Well it depends on what you mean by simple hard to kill plants. Java fern and most anubias will grow in 1wpg and less. 
I mentioned that you should shoot for 2 watts per gallon, because that will allow you to grow alot of stem plants that will help keep nitrates down. If you are not going to mess around with CO2 then a range of 1-2.5wpg is good. I've been told that CO2 is good with any light, but I think when you get around 2.5wpg and up, CO2 is necessary or you will have alot of algae problems.

If you plan to stick with the low light, hard to kill plants forever, then getting a fixture with ~1wpg will be fine. Many stem plants and alot of the reddish plants need higher light of ~2wpg or more. Since the choices for low light plants are pretty limited, I always try to shoot for 2wpg when i set up a planted tank.

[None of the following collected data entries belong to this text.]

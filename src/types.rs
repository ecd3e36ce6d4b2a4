//! Core data types for the Second Brain knowledge service
//!
//! This module defines the knowledge item record and the request-side shapes
//! used to create, patch and filter items. Field names serialize in camelCase
//! to match the JSON API.

use chrono::{DateTime, Utc};
use once_cell::sync::Lazy;
use regex::Regex;
use serde::{Deserialize, Serialize};
use uuid::Uuid;

use crate::error::{BrainError, Result};

/// Characters that are not allowed inside a tag
static TAG_STRIP: Lazy<Regex> =
    Lazy::new(|| Regex::new(r"[^a-z0-9-]").expect("tag pattern is a valid regex"));

/// Unique identifier for knowledge items
///
/// Opaque text on the wire; freshly created items get a random UUID.
#[derive(Debug, Clone, PartialEq, Eq, Hash, Serialize, Deserialize)]
#[serde(transparent)]
pub struct ItemId(pub String);

impl ItemId {
    /// Create a new random item ID
    pub fn new() -> Self {
        Self(Uuid::new_v4().to_string())
    }

    pub fn as_str(&self) -> &str {
        &self.0
    }
}

impl Default for ItemId {
    fn default() -> Self {
        Self::new()
    }
}

impl From<String> for ItemId {
    fn from(value: String) -> Self {
        Self(value)
    }
}

impl From<&str> for ItemId {
    fn from(value: &str) -> Self {
        Self(value.to_string())
    }
}

impl std::fmt::Display for ItemId {
    fn fmt(&self, f: &mut std::fmt::Formatter<'_>) -> std::fmt::Result {
        write!(f, "{}", self.0)
    }
}

/// Kind of knowledge item
#[derive(Debug, Clone, Copy, PartialEq, Eq, Hash, Serialize, Deserialize)]
#[serde(rename_all = "UPPERCASE")]
pub enum ItemType {
    /// Free-form note
    Note,

    /// Saved link, usually with a source URL
    Link,

    /// Distilled insight or learning
    Insight,
}

impl ItemType {
    pub const ALL: [ItemType; 3] = [ItemType::Note, ItemType::Link, ItemType::Insight];

    /// Parse a type name case-insensitively ("note", "Note" and "NOTE" are all NOTE)
    pub fn parse(raw: &str) -> Result<Self> {
        match raw.trim().to_uppercase().as_str() {
            "NOTE" => Ok(ItemType::Note),
            "LINK" => Ok(ItemType::Link),
            "INSIGHT" => Ok(ItemType::Insight),
            _ => Err(BrainError::Validation(
                "Invalid type. Must be NOTE, LINK, or INSIGHT".to_string(),
            )),
        }
    }

    /// Canonical uppercase name, as stored in the database
    pub fn as_str(&self) -> &'static str {
        match self {
            ItemType::Note => "NOTE",
            ItemType::Link => "LINK",
            ItemType::Insight => "INSIGHT",
        }
    }
}

impl std::fmt::Display for ItemType {
    fn fmt(&self, f: &mut std::fmt::Formatter<'_>) -> std::fmt::Result {
        f.write_str(self.as_str())
    }
}

impl std::str::FromStr for ItemType {
    type Err = BrainError;

    fn from_str(s: &str) -> Result<Self> {
        Self::parse(s)
    }
}

/// A stored note, link or insight
#[derive(Debug, Clone, PartialEq, Serialize, Deserialize)]
#[serde(rename_all = "camelCase")]
pub struct KnowledgeItem {
    /// Unique identifier, immutable once assigned
    pub id: ItemId,

    /// Short human title
    pub title: String,

    /// Full body text
    pub content: String,

    /// Item kind
    #[serde(rename = "type")]
    pub item_type: ItemType,

    /// Where the content came from, if anywhere
    pub source_url: Option<String>,

    /// Lowercase `[a-z0-9-]` tags, in insertion order
    pub tags: Vec<String>,

    /// AI-generated summary
    pub summary: Option<String>,

    /// Creation timestamp
    pub created_at: DateTime<Utc>,

    /// Last modification timestamp
    pub updated_at: DateTime<Utc>,
}

/// Fields for a brand new item; id and timestamps are assigned by storage
#[derive(Debug, Clone, PartialEq)]
pub struct NewItem {
    pub title: String,
    pub content: String,
    pub item_type: ItemType,
    pub source_url: Option<String>,
    pub tags: Vec<String>,
    pub summary: Option<String>,
}

impl NewItem {
    /// Convenience constructor with no tags, source or summary
    pub fn new(title: impl Into<String>, content: impl Into<String>, item_type: ItemType) -> Self {
        Self {
            title: title.into(),
            content: content.into(),
            item_type,
            source_url: None,
            tags: Vec::new(),
            summary: None,
        }
    }

    pub fn with_tags<I, S>(mut self, tags: I) -> Self
    where
        I: IntoIterator<Item = S>,
        S: AsRef<str>,
    {
        self.tags = normalize_tags(tags);
        self
    }

    pub fn with_source_url(mut self, url: impl Into<String>) -> Self {
        self.source_url = Some(url.into());
        self
    }
}

/// Partial update: `None` leaves a field untouched
///
/// `source_url` and `summary` are doubly optional so that an explicit
/// `Some(None)` clears the stored value.
#[derive(Debug, Clone, Default, PartialEq)]
pub struct ItemUpdate {
    pub title: Option<String>,
    pub content: Option<String>,
    pub item_type: Option<ItemType>,
    pub source_url: Option<Option<String>>,
    pub tags: Option<Vec<String>>,
    pub summary: Option<Option<String>>,
}

impl ItemUpdate {
    /// True when no field was supplied
    pub fn is_empty(&self) -> bool {
        self.title.is_none()
            && self.content.is_none()
            && self.item_type.is_none()
            && self.source_url.is_none()
            && self.tags.is_none()
            && self.summary.is_none()
    }
}

/// Conjunctive filters for listing items
#[derive(Debug, Clone, Default, PartialEq)]
pub struct ItemFilter {
    /// Only items of this type
    pub item_type: Option<ItemType>,

    /// Only items carrying this tag
    pub tag: Option<String>,

    /// Case-insensitive substring of title or content
    pub search: Option<String>,

    /// Cap on the number of (newest) items returned
    pub limit: Option<usize>,
}

impl ItemFilter {
    pub fn recent(limit: usize) -> Self {
        Self {
            limit: Some(limit),
            ..Default::default()
        }
    }
}

/// Normalize one tag: lowercase and drop everything outside `[a-z0-9-]`
///
/// Returns `None` when nothing is left.
pub fn normalize_tag(raw: &str) -> Option<String> {
    let lowered = raw.trim().to_lowercase();
    let cleaned = TAG_STRIP.replace_all(&lowered, "");
    if cleaned.is_empty() {
        None
    } else {
        Some(cleaned.into_owned())
    }
}

/// Normalize a tag list, keeping the first occurrence of duplicates
pub fn normalize_tags<I, S>(tags: I) -> Vec<String>
where
    I: IntoIterator<Item = S>,
    S: AsRef<str>,
{
    let mut out: Vec<String> = Vec::new();
    for tag in tags {
        if let Some(tag) = normalize_tag(tag.as_ref()) {
            if !out.contains(&tag) {
                out.push(tag);
            }
        }
    }
    out
}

Like Ownager clarified, anubias can be placed on the substrate (gravel, sand, special gravel stuff) but you can't bury the rhizome, or the part where the stems grow from. It is really hard to keep an anubias from floating up though...or atleast it is for me. I attach all mine to small rocks or stones with fishing line. That way you can bury the stone so it won't be seen, keep the plant submersed, and keep it from dying.
To me java fern looks better in groups, on a piece of driftwood. I have tried just planting the roots, but the group didn't stay together and it would stay on the gravel.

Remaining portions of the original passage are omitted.